» **Records to process**:
┌──

//! Circuit breaker for isolating calls to one flaky dependency.
//!
//! # States
//!
//! ```text
//! CLOSED ──[volume reached and failure count/rate over threshold]──> OPEN
//!   ▲                                                                 │
//!   │                                                [reset_timeout elapsed,
//!   │                                                  next call probes]
//!   │                                                                 ▼
//!   └──[half_open_requests probes, >= 80% successful]──────── HALF_OPEN
//!                         [any probe failure] ──────────────────────> OPEN
//! ```
//!
//! All state lives behind one `parking_lot::Mutex`. Admission, outcome
//! recording and transitions each happen inside a single short critical
//! section; the lock is never held across an `.await`.

use std::collections::VecDeque;
use std::future::Future;
use std::time::{Duration, Instant};

use parking_lot::Mutex;
use serde::{Deserialize, Serialize};
use tracing::{debug, error, info, warn};

use crate::config::BreakerConfig;
use crate::core::BreakerError;
use crate::util::clock::now_ms;

/// Success ratio among half-open probes required to close the circuit.
pub const HALF_OPEN_SUCCESS_RATIO: f64 = 0.8;

/// Circuit breaker state.
#[derive(Debug, Clone, Copy, PartialEq, Eq, Hash, Serialize, Deserialize)]
#[serde(rename_all = "SCREAMING_SNAKE_CASE")]
pub enum CircuitState {
    /// Normal operation; calls pass through.
    Closed,
    /// Failing; calls are rejected without being invoked.
    Open,
    /// Probing; a limited number of calls test recovery.
    HalfOpen,
}

/// Point-in-time breaker metrics.
#[derive(Debug, Clone, Serialize, Deserialize)]
pub struct BreakerMetrics {
    /// Calls that were admitted and executed.
    pub total_requests: u64,
    /// Admitted calls that succeeded.
    pub successful_requests: u64,
    /// Failures inside the current monitoring window.
    pub failed_requests: u64,
    /// Admitted calls that failed or timed out, over the breaker lifetime.
    pub total_failures: u64,
    /// Calls rejected without being invoked.
    pub rejected_requests: u64,
    /// Failure percentage inside the current monitoring window.
    pub error_rate: f64,
    /// Current state.
    pub current_state: CircuitState,
    /// Last transition, in milliseconds since epoch.
    pub state_changed_at_ms: u128,
    /// Last recorded failure, in milliseconds since epoch.
    pub last_failure_time_ms: Option<u128>,
    /// Last recorded success, in milliseconds since epoch.
    pub last_success_time_ms: Option<u128>,
}

#[derive(Debug, Clone, Copy)]
struct Outcome {
    at: Instant,
    success: bool,
}

#[derive(Debug)]
struct BreakerState {
    state: CircuitState,
    /// Bumped on every transition so permits and outcomes from an earlier
    /// phase cannot touch the current one.
    epoch: u64,
    window: VecDeque<Outcome>,
    next_attempt: Option<Instant>,
    half_open_in_flight: u32,
    probe_successes: u32,
    probe_failures: u32,
    total_requests: u64,
    successful_requests: u64,
    total_failures: u64,
    rejected_requests: u64,
    state_changed_at_ms: u128,
    last_failure_ms: Option<u128>,
    last_success_ms: Option<u128>,
}

impl BreakerState {
    fn new() -> Self {
        Self {
            state: CircuitState::Closed,
            epoch: 0,
            window: VecDeque::new(),
            next_attempt: None,
            half_open_in_flight: 0,
            probe_successes: 0,
            probe_failures: 0,
            total_requests: 0,
            successful_requests: 0,
            total_failures: 0,
            rejected_requests: 0,
            state_changed_at_ms: now_ms(),
            last_failure_ms: None,
            last_success_ms: None,
        }
    }

    fn prune(&mut self, now: Instant, period: Duration) {
        let Some(cutoff) = now.checked_sub(period) else {
            return;
        };
        while self.window.front().is_some_and(|o| o.at <= cutoff) {
            self.window.pop_front();
        }
    }

    fn window_failures(&self) -> usize {
        self.window.iter().filter(|o| !o.success).count()
    }

    #[allow(clippy::cast_precision_loss)]
    fn error_rate(&self) -> f64 {
        if self.window.is_empty() {
            return 0.0;
        }
        self.window_failures() as f64 / self.window.len() as f64 * 100.0
    }
}

/// How a call was admitted.
#[derive(Debug, Clone, Copy)]
enum Admission {
    Pass,
    Probe { epoch: u64 },
}

/// Half-open probe slot, released on drop whatever way the call ends.
struct ProbePermit<'a> {
    breaker: &'a CircuitBreaker,
    epoch: u64,
}

impl Drop for ProbePermit<'_> {
    fn drop(&mut self) {
        let mut inner = self.breaker.inner.lock();
        if inner.epoch == self.epoch {
            inner.half_open_in_flight = inner.half_open_in_flight.saturating_sub(1);
        }
    }
}

/// Circuit breaker guarding one named dependency.
///
/// Share it with `Arc`; every method takes `&self`.
///
/// # Example
///
/// ```rust,ignore
/// use estimate_admission::config::BreakerConfig;
/// use estimate_admission::core::{BreakerError, CircuitBreaker};
///
/// let breaker = CircuitBreaker::new("deepseek-api", BreakerConfig::default())?;
/// match breaker.execute(|| async { call_provider().await }).await {
///     Ok(reply) => use_reply(reply),
///     Err(e) if e.is_rejection() => use_fallback(),
///     Err(e) => return Err(e.into()),
/// }
/// ```
pub struct CircuitBreaker {
    name: String,
    config: BreakerConfig,
    inner: Mutex<BreakerState>,
}

impl CircuitBreaker {
    /// Create a breaker in the CLOSED state.
    ///
    /// # Errors
    ///
    /// Returns the validation message if `config` is invalid.
    pub fn new(name: impl Into<String>, config: BreakerConfig) -> Result<Self, String> {
        let name = name.into();
        config
            .validate()
            .map_err(|e| format!("circuit breaker `{name}`: {e}"))?;
        Ok(Self::from_validated(name, config))
    }

    /// Create a breaker from a configuration that already passed `validate`.
    pub(crate) fn from_validated(name: String, config: BreakerConfig) -> Self {
        info!(
            breaker = %name,
            failure_threshold = config.failure_threshold,
            volume_threshold = config.volume_threshold,
            reset_timeout_ms = config.reset_timeout_ms,
            timeout_ms = config.timeout_ms,
            "circuit breaker initialized"
        );
        Self {
            name,
            config,
            inner: Mutex::new(BreakerState::new()),
        }
    }

    /// Dependency name.
    #[must_use]
    pub fn name(&self) -> &str {
        &self.name
    }

    /// Configuration this breaker was built with.
    #[must_use]
    pub const fn config(&self) -> &BreakerConfig {
        &self.config
    }

    /// Run `operation` through the breaker.
    ///
    /// The operation is raced against the configured timeout; whichever
    /// loses is dropped, so exactly one outcome is recorded per call.
    ///
    /// # Errors
    ///
    /// - [`BreakerError::Open`] if the circuit does not admit the call; the
    ///   operation is not invoked.
    /// - [`BreakerError::Timeout`] if the operation exceeds the timeout.
    /// - [`BreakerError::Inner`] with the operation's own error.
    pub async fn execute<F, Fut, T, E>(&self, operation: F) -> Result<T, BreakerError<E>>
    where
        F: FnOnce() -> Fut,
        Fut: Future<Output = Result<T, E>>,
    {
        let admission = self.admit()?;
        let _permit = match admission {
            Admission::Probe { epoch } => Some(ProbePermit {
                breaker: self,
                epoch,
            }),
            Admission::Pass => None,
        };

        let timeout = self.config.timeout();
        match tokio::time::timeout(timeout, operation()).await {
            Ok(Ok(value)) => {
                self.record(admission, true);
                Ok(value)
            }
            Ok(Err(e)) => {
                self.record(admission, false);
                Err(BreakerError::Inner(e))
            }
            Err(_) => {
                warn!(breaker = %self.name, ?timeout, "call timed out");
                self.record(admission, false);
                Err(BreakerError::Timeout {
                    name: self.name.clone(),
                    timeout,
                })
            }
        }
    }

    /// Current state. An OPEN breaker whose reset timeout has elapsed still
    /// reports OPEN until the next call moves it to HALF_OPEN.
    #[must_use]
    pub fn state(&self) -> CircuitState {
        self.inner.lock().state
    }

    /// Whether a call made now would be admitted.
    #[must_use]
    pub fn is_available(&self) -> bool {
        let inner = self.inner.lock();
        match inner.state {
            CircuitState::Closed => true,
            CircuitState::Open => inner.next_attempt.is_none_or(|at| Instant::now() >= at),
            CircuitState::HalfOpen => inner.half_open_in_flight < self.config.half_open_requests,
        }
    }

    /// Snapshot of counters and state.
    #[must_use]
    pub fn metrics(&self) -> BreakerMetrics {
        let mut inner = self.inner.lock();
        inner.prune(Instant::now(), self.config.monitoring_period());
        BreakerMetrics {
            total_requests: inner.total_requests,
            successful_requests: inner.successful_requests,
            failed_requests: inner.window_failures() as u64,
            total_failures: inner.total_failures,
            rejected_requests: inner.rejected_requests,
            error_rate: inner.error_rate(),
            current_state: inner.state,
            state_changed_at_ms: inner.state_changed_at_ms,
            last_failure_time_ms: inner.last_failure_ms,
            last_success_time_ms: inner.last_success_ms,
        }
    }

    /// Force the circuit CLOSED and clear the window and every counter.
    pub fn reset(&self) {
        let mut inner = self.inner.lock();
        self.transition(&mut inner, CircuitState::Closed);
        inner.total_requests = 0;
        inner.successful_requests = 0;
        inner.total_failures = 0;
        inner.rejected_requests = 0;
        inner.last_failure_ms = None;
        inner.last_success_ms = None;
        info!(breaker = %self.name, "circuit breaker manually reset");
    }

    /// Force the circuit OPEN for a full reset timeout. Counters are kept.
    pub fn force_open(&self) {
        let mut inner = self.inner.lock();
        self.transition(&mut inner, CircuitState::Open);
        warn!(breaker = %self.name, "circuit breaker manually opened");
    }

    fn admit<E>(&self) -> Result<Admission, BreakerError<E>> {
        let mut inner = self.inner.lock();

        if inner.state == CircuitState::Open {
            let due = inner.next_attempt.is_none_or(|at| Instant::now() >= at);
            if !due {
                inner.rejected_requests += 1;
                debug!(breaker = %self.name, "call rejected: circuit open");
                return Err(self.rejection());
            }
            self.transition(&mut inner, CircuitState::HalfOpen);
        }

        match inner.state {
            CircuitState::Closed => Ok(Admission::Pass),
            CircuitState::HalfOpen => {
                if inner.half_open_in_flight >= self.config.half_open_requests {
                    inner.rejected_requests += 1;
                    debug!(breaker = %self.name, "call rejected: probe slots exhausted");
                    return Err(self.rejection());
                }
                inner.half_open_in_flight += 1;
                Ok(Admission::Probe { epoch: inner.epoch })
            }
            CircuitState::Open => Err(self.rejection()),
        }
    }

    fn rejection<E>(&self) -> BreakerError<E> {
        BreakerError::Open {
            name: self.name.clone(),
        }
    }

    fn record(&self, admission: Admission, success: bool) {
        let now = Instant::now();
        let mut inner = self.inner.lock();

        inner.total_requests += 1;
        if success {
            inner.successful_requests += 1;
            inner.last_success_ms = Some(now_ms());
        } else {
            inner.total_failures += 1;
            inner.last_failure_ms = Some(now_ms());
        }
        inner.window.push_back(Outcome { at: now, success });
        inner.prune(now, self.config.monitoring_period());

        match (inner.state, admission) {
            (CircuitState::Closed, _) if !success => {
                if self.should_open(&inner) {
                    error!(
                        breaker = %self.name,
                        failures = inner.window_failures(),
                        volume = inner.window.len(),
                        "circuit breaker opened due to failures"
                    );
                    self.transition(&mut inner, CircuitState::Open);
                }
            }
            (CircuitState::HalfOpen, Admission::Probe { epoch }) if epoch == inner.epoch => {
                if success {
                    inner.probe_successes += 1;
                    if self.probes_recovered(&inner) {
                        info!(breaker = %self.name, "circuit breaker recovered");
                        self.transition(&mut inner, CircuitState::Closed);
                    }
                } else {
                    inner.probe_failures += 1;
                    warn!(breaker = %self.name, "probe failed; reopening circuit");
                    self.transition(&mut inner, CircuitState::Open);
                }
            }
            _ => {}
        }
    }

    fn should_open(&self, inner: &BreakerState) -> bool {
        let volume = inner.window.len();
        if volume < self.config.volume_threshold as usize {
            return false;
        }
        inner.window_failures() >= self.config.failure_threshold as usize
            || inner.error_rate() >= self.config.error_threshold_percentage
    }

    fn probes_recovered(&self, inner: &BreakerState) -> bool {
        let samples = inner.probe_successes + inner.probe_failures;
        samples >= self.config.half_open_requests
            && f64::from(inner.probe_successes) / f64::from(samples) >= HALF_OPEN_SUCCESS_RATIO
    }

    fn transition(&self, inner: &mut BreakerState, to: CircuitState) {
        let from = inner.state;
        inner.state = to;
        inner.epoch += 1;
        inner.state_changed_at_ms = now_ms();
        inner.half_open_in_flight = 0;
        inner.probe_successes = 0;
        inner.probe_failures = 0;
        match to {
            CircuitState::Open => {
                inner.next_attempt = Some(Instant::now() + self.config.reset_timeout());
            }
            CircuitState::HalfOpen => {}
            CircuitState::Closed => {
                inner.next_attempt = None;
                inner.window.clear();
            }
        }
        info!(breaker = %self.name, ?from, ?to, "circuit breaker transitioned");
    }
}

impl std::fmt::Debug for CircuitBreaker {
    fn fmt(&self, f: &mut std::fmt::Formatter<'_>) -> std::fmt::Result {
        f.debug_struct("CircuitBreaker")
            .field("name", &self.name)
            .field("state", &self.state())
            .finish_non_exhaustive()
    }
}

└──

» **What to do**: In the entries above, find each line with "BreakerState" and list it.

» **Answer below**:
struct BreakerState {
impl BreakerState {
    inner: Mutex<BreakerState>,
            inner: Mutex::new(BreakerState::new()),
    fn should_open(&self, inner: &BreakerState) -> bool {
    fn probes_recovered(&self, inner: &BreakerState) -> bool {
    fn transition(&self, inner: &mut BreakerState, to: CircuitState) {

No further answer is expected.